_Task item_: In the entries below, find the line with "session.set_measures(&measures);" and print exactly every line from there up to and including the line with "if let Err(err) = session.set_persona(persona)", with no other lines.

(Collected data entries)
_ _ _ _ _ _ _

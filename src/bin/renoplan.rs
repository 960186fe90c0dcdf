// Copyright (c) 2018-2022  Ministerio de Fomento
//                          Instituto de Ciencias de la Construcción Eduardo Torroja (IETcc-CSIC)

// Permission is hereby granted, free of charge, to any person obtaining a copy
// of this software and associated documentation files (the "Software"), to deal
// in the Software without restriction, including without limitation the rights
// to use, copy, modify, merge, publish, distribute, sublicense, and/or sell
// copies of the Software, and to permit persons to whom the Software is
// furnished to do so, subject to the following conditions:

// The above copyright notice and this permission notice shall be included in
// all copies or substantial portions of the Software.

// THE SOFTWARE IS PROVIDED "AS IS", WITHOUT WARRANTY OF ANY KIND, EXPRESS OR
// IMPLIED, INCLUDING BUT NOT LIMITED TO THE WARRANTIES OF MERCHANTABILITY,
// FITNESS FOR A PARTICULAR PURPOSE AND NONINFRINGEMENT. IN NO EVENT SHALL THE
// AUTHORS OR COPYRIGHT HOLDERS BE LIABLE FOR ANY CLAIM, DAMAGES OR OTHER
// LIABILITY, WHETHER IN AN ACTION OF CONTRACT, TORT OR OTHERWISE, ARISING FROM,
// OUT OF OR IN CONNECTION WITH THE SOFTWARE OR THE USE OR OTHER DEALINGS IN THE
// SOFTWARE.

// Author(s): Rafael Villar Burke <pachi@ietcc.csic.es>

#[macro_use]
extern crate clap;

use std::fs::File;
use std::io::prelude::*;
use std::path::Path;
use std::process::exit;
use std::str::FromStr;

use clap::{App, AppSettings, Arg};
use failure::Error;
use failure::ResultExt;
use tracing::{debug, Level};
use tracing_subscriber::{prelude::*, EnvFilter};

use renoplan::finance::FINANCIAL_PARAMS_DEFAULT;
use renoplan::*;

// Funciones auxiliares -----------------------------------------------------------------------

fn readfile(path: &Path) -> Result<String, Error> {
    let mut f = File::open(path).context(format!("Archivo {} no encontrado", path.display()))?;
    let mut contents = String::new();
    f.read_to_string(&mut contents)
        .context("Error al leer el archivo")?;
    Ok(contents)
}

fn writefile(path: &Path, content: &[u8]) {
    let result = File::create(&path).and_then(|mut file| file.write_all(content));
    if let Err(err) = result {
        eprintln!(
            "ERROR: no se ha podido escribir en \"{}\": {}",
            path.display(),
            err
        );
        exit(exitcode::IOERR);
    }
}

/// Registro de eventos en stderr. RUST_LOG permite afinar el nivel indicado con -v
fn init_logging(verbosity: u64) {
    let level = match verbosity {
        0 => Level::WARN,
        1 => Level::INFO,
        _ => Level::DEBUG,
    };
    let env_filter = EnvFilter::from_default_env().add_directive(level.into());
    let subscriber = tracing_subscriber::registry()
        .with(env_filter)
        .with(tracing_subscriber::fmt::layer().with_writer(std::io::stderr));
    if let Err(err) = tracing::subscriber::set_global_default(subscriber) {
        eprintln!("AVISO: no se ha podido configurar el registro de eventos: {}", err);
    }
}

/// Código de salida para un error de la librería
fn exit_code(error: &RenovationError) -> i32 {
    match error {
        RenovationError::Validation(_) => exitcode::DATAERR,
        RenovationError::ArchetypeNotAvailable { .. }
        | RenovationError::ApiConnection(_)
        | RenovationError::ApiResponse(_) => exitcode::UNAVAILABLE,
    }
}

fn fail(msg: &str, error: &RenovationError) -> ! {
    eprintln!("ERROR: {} ({})", msg, error);
    exit(exit_code(error));
}

/// Carga un archivo JSON de entrada o termina con el código de error adecuado
fn load_file(path: &Path, descr: &str) -> String {
    match readfile(path) {
        Ok(content) => {
            println!("{}: \"{}\"", descr, path.display());
            content
        }
        Err(err) => {
            eprintln!(
                "ERROR: No se ha podido leer el archivo \"{}\" -> {}",
                path.display(),
                err.as_fail()
            );
            exit(exitcode::IOERR);
        }
    }
}

fn get_building(path: &Path) -> BuildingInfo {
    let content = load_file(path, "Edificio");
    serde_json::from_str(&content).unwrap_or_else(|err| {
        eprintln!(
            "ERROR: Formato incorrecto del archivo del edificio \"{}\" ({})",
            path.display(),
            err
        );
        exit(exitcode::DATAERR);
    })
}

fn get_service(path: &Path) -> RecordedService {
    let content = load_file(path, "Simulaciones");
    content
        .parse::<RecordedService>()
        .unwrap_or_else(|err| fail("Formato incorrecto del archivo de simulaciones", &err))
}

fn get_measures(values: Option<clap::Values<'_>>) -> Vec<RenovationMeasure> {
    values
        .map(|values| {
            values
                .flat_map(|v| v.split(','))
                .map(str::trim)
                .filter(|v| !v.is_empty())
                .map(|v| {
                    RenovationMeasure::from_str(v).unwrap_or_else(|_| {
                        eprintln!("ERROR: Medida de mejora desconocida \"{}\"", v);
                        exit(exitcode::DATAERR);
                    })
                })
                .collect()
        })
        .unwrap_or_default()
}

fn get_funding(values: Option<clap::Values<'_>>) -> FundingOptions {
    let values: Vec<&str> = match values {
        Some(values) => values.collect(),
        None => return FundingOptions::SelfFunded,
    };
    let number = |v: &str| {
        f64::from_str(v.trim()).unwrap_or_else(|_| {
            eprintln!("ERROR: Valor no numérico en los datos del préstamo \"{}\"", v);
            exit(exitcode::DATAERR);
        })
    };
    let years = u32::from_str(values[1].trim()).unwrap_or_else(|_| {
        eprintln!(
            "ERROR: La duración del préstamo debe ser un número entero de años \"{}\"",
            values[1]
        );
        exit(exitcode::DATAERR);
    });
    FundingOptions::Loan {
        percentage: number(values[0]),
        duration_years: years,
        interest_rate: number(values[2]),
    }
}

fn get_financial_params(matches: &clap::ArgMatches<'_>) -> FinancialParams {
    let discount_rate = if matches.is_present("discount") {
        Some(value_t!(matches, "discount", f64).unwrap_or_else(|_| {
            eprintln!("ERROR: La tasa de descuento indicada no es un valor numérico válido");
            exit(exitcode::DATAERR);
        }))
    } else {
        None
    };
    let analysis_years = if matches.is_present("years") {
        Some(value_t!(matches, "years", u32).unwrap_or_else(|_| {
            eprintln!("ERROR: El periodo de análisis debe ser un número entero de años");
            exit(exitcode::DATAERR);
        }))
    } else {
        None
    };
    let user = UserFinancialParams {
        discount_rate,
        analysis_years,
        carrier_prices: None,
    };
    FinancialParams::from_user(user, &FINANCIAL_PARAMS_DEFAULT)
        .unwrap_or_else(|err| fail("Parámetros económicos incorrectos", &err))
}

// Función principal ------------------------------------------------------------------------------

fn main() {
    let personas = mcda::personas();
    let persona_ids: Vec<&str> = personas.iter().map(|p| p.id.as_str()).collect();

    let matches = App::new("RenoPlan")
        .bin_name("renoplan")
        .version(env!("CARGO_PKG_VERSION"))
        .author("
Copyright (c) 2018-2022 Ministerio de Fomento,
                        Instituto de CC. de la Construcción Eduardo Torroja (IETcc-CSIC)

Autores: Rafael Villar Burke <pachi@ietcc.csic.es>

Licencia: Publicado bajo licencia MIT.

")
        .about("RenoPlan - Rehabilitación energética de edificios residenciales.")
        .setting(AppSettings::NextLineHelp)
        .arg(Arg::with_name("building")
            .short("b")
            .long("building")
            .value_name("ARCHIVO_EDIFICIO")
            .required(true)
            .help("Archivo JSON con la descripción del edificio")
            .takes_value(true)
            .display_order(1))
        .arg(Arg::with_name("simulations")
            .short("s")
            .long("simulations")
            .value_name("ARCHIVO_SIMULACIONES")
            .required(true)
            .help("Archivo JSON con el catálogo de arquetipos y las simulaciones grabadas")
            .takes_value(true)
            .display_order(2))
        .arg(Arg::with_name("measures")
            .short("m")
            .long("measures")
            .value_name("MEDIDAS")
            .help("Medidas de mejora, separadas por comas.\nP.e.: -m wall_insulation,roof_insulation")
            .takes_value(true)
            .multiple(true)
            .display_order(3))
        .arg(Arg::with_name("loan")
            .long("loan")
            .value_names(&["PORCENTAJE", "AÑOS", "INTERES"])
            .help("Financiación con préstamo (porcentaje financiado, duración, tipo de interés).\nP.e.: --loan 80 10 0.03")
            .takes_value(true)
            .number_of_values(3)
            .display_order(4))
        .arg(Arg::with_name("persona")
            .short("p")
            .long("persona")
            .value_name("PERFIL")
            .default_value(session::DEFAULT_PERSONA)
            .possible_values(&persona_ids)
            .help("Perfil de usuario para la clasificación de escenarios")
            .takes_value(true)
            .display_order(5))
        .arg(Arg::with_name("discount")
            .short("r")
            .long("discount")
            .value_name("TASA")
            .help("Tasa de descuento (fracción)")
            .takes_value(true)
            .display_order(6))
        .arg(Arg::with_name("years")
            .short("n")
            .long("years")
            .value_name("AÑOS")
            .help("Periodo de análisis [años]")
            .takes_value(true)
            .display_order(7))
        .arg(Arg::with_name("archivo_salida_json")
            .long("json")
            .value_name("ARCHIVO_SALIDA_JSON")
            .help("Archivo de salida de resultados detallados en formato JSON")
            .takes_value(true))
        .arg(Arg::with_name("v")
            .short("v")
            .multiple(true)
            .help("Sets the level of verbosity"))
        .get_matches();

    // Prólogo ------------------------------------------------------------------------------------

    let verbosity = matches.occurrences_of("v");
    init_logging(verbosity);
    debug!("Opciones indicadas: {:#?}", matches);

    println!("** Datos de entrada");

    let building = get_building(Path::new(matches.value_of_os("building").unwrap_or_default()));
    let service = get_service(Path::new(
        matches.value_of_os("simulations").unwrap_or_default(),
    ));
    let measures = get_measures(matches.values_of("measures"));
    let funding = get_funding(matches.values_of("loan"));
    let params = get_financial_params(&matches);
    let persona = matches.value_of("persona").unwrap_or(session::DEFAULT_PERSONA);

    if !measures.is_empty() {
        println!(
            "Medidas: {}",
            measures.iter().map(ToString::to_string).collect::<Vec<_>>().join(", ")
        );
    }
    if let FundingOptions::Loan {
        percentage,
        duration_years,
        interest_rate,
    } = funding
    {
        println!(
            "Préstamo: {:.1} %, {} años, interés {:.3}",
            percentage, duration_years, interest_rate
        );
    }
    println!(
        "Tasa de descuento: {:.3}, periodo de análisis: {} años",
        params.discount_rate, params.analysis_years
    );

    // Cálculo ------------------------------------------------------------------------------------

    let mut session = PlanningSession::new(service);
    if let Err(err) = session.set_building(building) {
        fail("Datos del edificio incorrectos", &err);
    }
    session.set_measures(&measures);
    session.set_funding(funding);
    if let Err(err) = session.set_financial_params(params) {
        fail("Parámetros económicos incorrectos", &err);
    }
    if let Err(err) = session.set_persona(persona) {
        fail("Perfil de usuario incorrecto", &err);
    }

    let report = session
        .report()
        .unwrap_or_else(|err| fail("No se ha podido completar el análisis", &err));

    // Salida de resultados ------------------------------------------------------------------------

    if let Some(path) = matches.value_of_os("archivo_salida_json") {
        let path = Path::new(path);
        if verbosity > 0 {
            println!("Resultados en formato JSON: {:?}", path.display());
        }
        let json = serde_json::to_string_pretty(&report).unwrap_or_else(|error| {
            eprintln!(
                "ERROR: No se han podido convertir los resultados al formato JSON ({})",
                error
            );
            exit(exitcode::DATAERR);
        });
        writefile(path, json.as_bytes());
    }

    println!();
    println!("{}", report.to_plain());
}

_ _ _ _ _ _ _

_Solution_:
    session.set_measures(&measures);
    session.set_funding(funding);
    if let Err(err) = session.set_financial_params(params) {
        fail("Parámetros económicos incorrectos", &err);
    }
    if let Err(err) = session.set_persona(persona) {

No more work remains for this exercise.